Taluka in Maharashtra India

Mangaon taluka is a subdistrict/upazila/tehsil in Raigad district of the Indian state of Maharashtra.

==Raigad district==
As of August 2015, there were 8 sub-divisions, 15 talukas, 1,970 villages, 60 revenue circles and 350 sazzas in Raigad district. The talukas being Alibag, Karjat, Khalapur, Mahad, Mangaon, Mhasala, Murud, Panvel, Pen, Poladpur, Roha, Shrivardhan, Sudhagad-Pali, Tala and Uran.

== Demographics ==

Mangaon taluka has a population of 159,613 according to the 2011 census. Mangaon had a literacy rate of 79.87% and a sex ratio of 1021 females per 1000 males. 17,637 (11.05%) are under 7 years of age. 18,535 (11.61%) lived in urban areas.
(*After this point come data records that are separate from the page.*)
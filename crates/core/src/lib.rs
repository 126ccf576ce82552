pub mod chunking;
pub mod config;
pub mod embeddings;
pub mod error;
pub mod extractor;
pub mod ingest;
pub mod llm;
pub mod models;
pub mod ocr;
pub mod orchestrator;
pub mod retriever;
pub mod session;
pub mod store;
pub mod stores;
pub mod traits;

pub use chunking::{chunk_page, chunk_pages, split_text, ChunkingConfig};
pub use config::{PersistPolicy, RagConfig};
pub use embeddings::{CharacterNgramEmbedder, Embedder, OllamaEmbedder, DEFAULT_EMBEDDING_DIMENSIONS};
pub use error::{
    AskError, ConfigError, EmbeddingError, ExtractionError, GenerationError, IngestError, OcrError,
    StartupError, StoreError, UnsupportedModelError,
};
pub use extractor::{ExtractedDocument, LopdfExtractor, PdfExtractor};
pub use ingest::{
    discover_pdf_files, load_uploads, IngestStage, IngestionPipeline, IngestionReport,
    LoadedUploads, SkippedDocument,
};
pub use llm::{build_prompt, ChatClient, ChatModel, OllamaChatClient};
pub use models::{
    Chunk, ChunkMetadata, ExtractionMethod, HealthStatus, Page, QaTurn, RetrievedChunk,
    UploadedDocument, VectorStoreEntry,
};
pub use ocr::{
    MultimodalOcr, OcrEndpointConfig, OcrEngine, OcrFallback, PageRasterizer, PdftoppmRasterizer,
    RasterDocument, TesseractOcr,
};
pub use orchestrator::{Backends, RagService};
pub use retriever::Retriever;
pub use session::SessionLog;
pub use stores::DiskVectorStore;
pub use traits::VectorStore;
use crate::error::StoreError;
use crate::models::{RetrievedChunk, VectorStoreEntry};
use crate::store::top_k;
use crate::traits::VectorStore;
use async_trait::async_trait;
use serde::{Deserialize, Serialize};
use std::io::Write;
use std::path::{Path, PathBuf};
use tokio::sync::{Mutex, RwLock};
use tracing::{debug, info, warn};

pub const STORE_FILE_NAME: &str = "store.json";
const FORMAT_VERSION: u32 = 1;

#[derive(Serialize)]
struct PersistedStoreRef<'a> {
    version: u32,
    embedding_model: &'a str,
    dimensions: Option<usize>,
    entries: &'a [VectorStoreEntry],
}

#[derive(Deserialize)]
struct PersistedStore {
    version: u32,
    embedding_model: String,
    #[serde(default)]
    entries: Vec<VectorStoreEntry>,
}

/// Vector store held in memory and flushed as one JSON document under `dir`.
///
/// Flushes are serialized by `flush_lock` and land through a same-directory rename,
/// so a reader of `store.json` sees either the previous or the new snapshot.
pub struct DiskVectorStore {
    dir: PathBuf,
    embedding_model: String,
    entries: RwLock<Vec<VectorStoreEntry>>,
    flush_lock: Mutex<()>,
}

impl DiskVectorStore {
    /// Creates `dir` when missing; otherwise loads what a previous run persisted there.
    pub async fn open(
        dir: impl Into<PathBuf>,
        embedding_model: impl Into<String>,
    ) -> Result<Self, StoreError> {
        let dir = dir.into();
        let embedding_model = embedding_model.into();
        tokio::fs::create_dir_all(&dir).await?;

        let path = dir.join(STORE_FILE_NAME);
        let mut entries = Vec::new();
        if tokio::fs::try_exists(&path).await? {
            let data = tokio::fs::read_to_string(&path).await?;
            let persisted: PersistedStore = serde_json::from_str(&data)?;
            if persisted.embedding_model != embedding_model {
                warn!(
                    stored = %persisted.embedding_model,
                    configured = %embedding_model,
                    "vector store was built with a different embedding model"
                );
            }
            debug!(version = persisted.version, "loaded store format");
            entries = persisted.entries;
        }

        info!(dir = %dir.display(), entries = entries.len(), "vector store opened");

        Ok(Self {
            dir,
            embedding_model,
            entries: RwLock::new(entries),
            flush_lock: Mutex::new(()),
        })
    }

    pub fn dir(&self) -> &Path {
        &self.dir
    }

    pub fn path(&self) -> PathBuf {
        self.dir.join(STORE_FILE_NAME)
    }

    pub async fn entries(&self) -> Vec<VectorStoreEntry> {
        self.entries.read().await.clone()
    }
}

#[async_trait]
impl VectorStore for DiskVectorStore {
    async fn add(&self, new_entries: Vec<VectorStoreEntry>) -> Result<(), StoreError> {
        if new_entries.is_empty() {
            return Ok(());
        }

        let mut entries = self.entries.write().await;
        let expected = entries
            .first()
            .or_else(|| new_entries.first())
            .map(|entry| entry.vector.len())
            .unwrap_or_default();

        if let Some(bad) = new_entries.iter().find(|entry| entry.vector.len() != expected) {
            return Err(StoreError::DimensionMismatch {
                expected,
                found: bad.vector.len(),
            });
        }

        debug!(added = new_entries.len(), total = entries.len() + new_entries.len(), "entries added");
        entries.extend(new_entries);
        Ok(())
    }

    async fn search(&self, query_vector: &[f32], k: usize) -> Result<Vec<RetrievedChunk>, StoreError> {
        let entries = self.entries.read().await;
        top_k(&entries, query_vector, k)
    }

    async fn persist(&self) -> Result<(), StoreError> {
        let _flush = self.flush_lock.lock().await;

        let bytes = {
            let entries = self.entries.read().await;
            serde_json::to_vec(&PersistedStoreRef {
                version: FORMAT_VERSION,
                embedding_model: &self.embedding_model,
                dimensions: entries.first().map(|entry| entry.vector.len()),
                entries: &entries,
            })?
        };

        let dir = self.dir.clone();
        let target = self.path();
        let count = bytes.len();
        tokio::task::spawn_blocking(move || write_atomically(&dir, &target, &bytes))
            .await
            .map_err(|error| StoreError::Persist {
                path: self.path().display().to_string(),
                details: error.to_string(),
            })??;

        info!(path = %self.path().display(), bytes = count, "vector store persisted");
        Ok(())
    }

    async fn len(&self) -> usize {
        self.entries.read().await.len()
    }
}

fn write_atomically(dir: &Path, target: &Path, bytes: &[u8]) -> Result<(), StoreError> {
    let mut staged = tempfile::NamedTempFile::new_in(dir)?;
    staged.write_all(bytes)?;
    staged.as_file().sync_all()?;
    staged.persist(target).map_err(|error| StoreError::Persist {
        path: target.display().to_string(),
        details: error.error.to_string(),
    })?;
    Ok(())
}

#[cfg(test)]
mod tests {
    use super::*;
    use crate::store::test_support::entry;
    use tempfile::tempdir;

    #[tokio::test]
    async fn open_creates_missing_directory() -> Result<(), Box<dyn std::error::Error>> {
        let root = tempdir()?;
        let dir = root.path().join("db").join("vectors");

        let store = DiskVectorStore::open(&dir, "test-model").await?;

        assert!(dir.is_dir());
        assert!(store.is_empty().await);
        Ok(())
    }

    #[tokio::test]
    async fn persist_with_no_entries_is_safe() -> Result<(), Box<dyn std::error::Error>> {
        let root = tempdir()?;
        let store = DiskVectorStore::open(root.path(), "test-model").await?;

        store.persist().await?;
        store.persist().await?;

        let reopened = DiskVectorStore::open(root.path(), "test-model").await?;
        assert_eq!(reopened.len().await, 0);
        Ok(())
    }

    #[tokio::test]
    async fn reopening_appends_to_prior_data() -> Result<(), Box<dyn std::error::Error>> {
        let root = tempdir()?;
        {
            let store = DiskVectorStore::open(root.path(), "test-model").await?;
            store.add(vec![entry("first run", vec![1.0, 0.0])]).await?;
            store.persist().await?;
        }

        let store = DiskVectorStore::open(root.path(), "test-model").await?;
        store.add(vec![entry("second run", vec![0.0, 1.0])]).await?;
        store.persist().await?;

        let reopened = DiskVectorStore::open(root.path(), "test-model").await?;
        let texts: Vec<String> = reopened.entries().await.into_iter().map(|e| e.text).collect();
        assert_eq!(texts, vec!["first run".to_string(), "second run".to_string()]);
        Ok(())
    }

    #[tokio::test]
    async fn unpersisted_entries_are_not_on_disk() -> Result<(), Box<dyn std::error::Error>> {
        let root = tempdir()?;
        let store = DiskVectorStore::open(root.path(), "test-model").await?;
        store.add(vec![entry("volatile", vec![1.0])]).await?;

        let reopened = DiskVectorStore::open(root.path(), "test-model").await?;
        assert!(reopened.is_empty().await);
        Ok(())
    }

    #[tokio::test]
    async fn duplicate_content_is_kept() -> Result<(), Box<dyn std::error::Error>> {
        let root = tempdir()?;
        let store = DiskVectorStore::open(root.path(), "test-model").await?;
        store.add(vec![entry("same", vec![1.0, 0.0])]).await?;
        store.add(vec![entry("same", vec![1.0, 0.0])]).await?;

        let hits = store.search(&[1.0, 0.0], 4).await?;
        assert_eq!(hits.len(), 2);
        Ok(())
    }

    #[tokio::test]
    async fn mismatched_dimension_is_rejected() -> Result<(), Box<dyn std::error::Error>> {
        let root = tempdir()?;
        let store = DiskVectorStore::open(root.path(), "test-model").await?;
        store.add(vec![entry("two", vec![1.0, 0.0])]).await?;

        let result = store.add(vec![entry("three", vec![1.0, 0.0, 0.0])]).await;
        assert!(matches!(result, Err(StoreError::DimensionMismatch { .. })));
        assert_eq!(store.len().await, 1);
        Ok(())
    }

    #[tokio::test]
    async fn concurrent_persists_leave_a_readable_file() -> Result<(), Box<dyn std::error::Error>> {
        let root = tempdir()?;
        let store = std::sync::Arc::new(DiskVectorStore::open(root.path(), "test-model").await?);

        let mut handles = Vec::new();
        for index in 0..8 {
            let store = store.clone();
            handles.push(tokio::spawn(async move {
                store.add(vec![entry(&format!("entry {index}"), vec![1.0, 0.0])]).await?;
                store.persist().await
            }));
        }
        for handle in handles {
            handle.await??;
        }

        let reopened = DiskVectorStore::open(root.path(), "test-model").await?;
        assert_eq!(reopened.len().await, 8);
        Ok(())
    }
}
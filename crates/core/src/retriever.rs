use crate::embeddings::Embedder;
use crate::error::AskError;
use crate::models::RetrievedChunk;
use crate::traits::VectorStore;
use std::sync::Arc;
use tracing::debug;

/// Embeds a query with the ingestion-time embedder and returns the `top_k` nearest chunks.
#[derive(Clone)]
pub struct Retriever {
    embedder: Arc<dyn Embedder>,
    store: Arc<dyn VectorStore>,
    top_k: usize,
}

impl Retriever {
    pub fn new(embedder: Arc<dyn Embedder>, store: Arc<dyn VectorStore>, top_k: usize) -> Self {
        Self {
            embedder,
            store,
            top_k,
        }
    }

    pub async fn retrieve(&self, query: &str) -> Result<Vec<RetrievedChunk>, AskError> {
        let query_vector = self.embedder.embed(query).await?;
        let hits = self.store.search(&query_vector, self.top_k).await?;
        debug!(hits = hits.len(), top_k = self.top_k, "retrieved context");
        Ok(hits)
    }
}
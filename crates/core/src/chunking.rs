use crate::config::RagConfig;
use crate::models::{Chunk, ChunkMetadata, Page};

#[derive(Debug, Clone, Copy, PartialEq, Eq)]
pub struct ChunkingConfig {
    pub max_chars: usize,
    pub overlap_chars: usize,
}

impl From<&RagConfig> for ChunkingConfig {
    fn from(value: &RagConfig) -> Self {
        Self {
            max_chars: value.chunk_size,
            overlap_chars: value.chunk_overlap,
        }
    }
}

impl Default for ChunkingConfig {
    fn default() -> Self {
        Self::from(&RagConfig::default())
    }
}

impl ChunkingConfig {
    fn step(&self) -> usize {
        self.max_chars.saturating_sub(self.overlap_chars).max(1)
    }
}

/// Sliding character window over `text`. Windows start every `max - overlap` chars,
/// so neighbours share exactly `overlap` chars; the last window may be shorter.
pub fn split_text(text: &str, config: ChunkingConfig) -> Vec<String> {
    let trimmed = text.trim();
    if trimmed.is_empty() || config.max_chars == 0 {
        return Vec::new();
    }

    let chars: Vec<char> = trimmed.chars().collect();
    let mut pieces = Vec::new();
    let mut start = 0;
    loop {
        let end = (start + config.max_chars).min(chars.len());
        pieces.push(chars[start..end].iter().collect::<String>());
        if end == chars.len() {
            break;
        }
        start += config.step();
    }

    pieces
}

pub fn chunk_page(page: &Page, config: ChunkingConfig) -> Vec<Chunk> {
    split_text(&page.text, config)
        .into_iter()
        .enumerate()
        .map(|(index, text)| Chunk {
            text,
            metadata: ChunkMetadata {
                source: page.source.clone(),
                page: page.index,
                chunk_index: index as u32,
                method: page.method,
            },
        })
        .collect()
}

pub fn chunk_pages(pages: &[Page], config: ChunkingConfig) -> Vec<Chunk> {
    pages
        .iter()
        .flat_map(|page| chunk_page(page, config))
        .collect()
}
Scheduled Castes and Scheduled Tribes make up 6.63% and 8.97% of the population respectively.

At the time of the 2011 Census of India, 79.74% of the population in the taluka spoke Marathi, 13.96% Urdu and 1.49% Hindi as their first language. 1.81% of the population recorded their language as 'Others' under Marathi.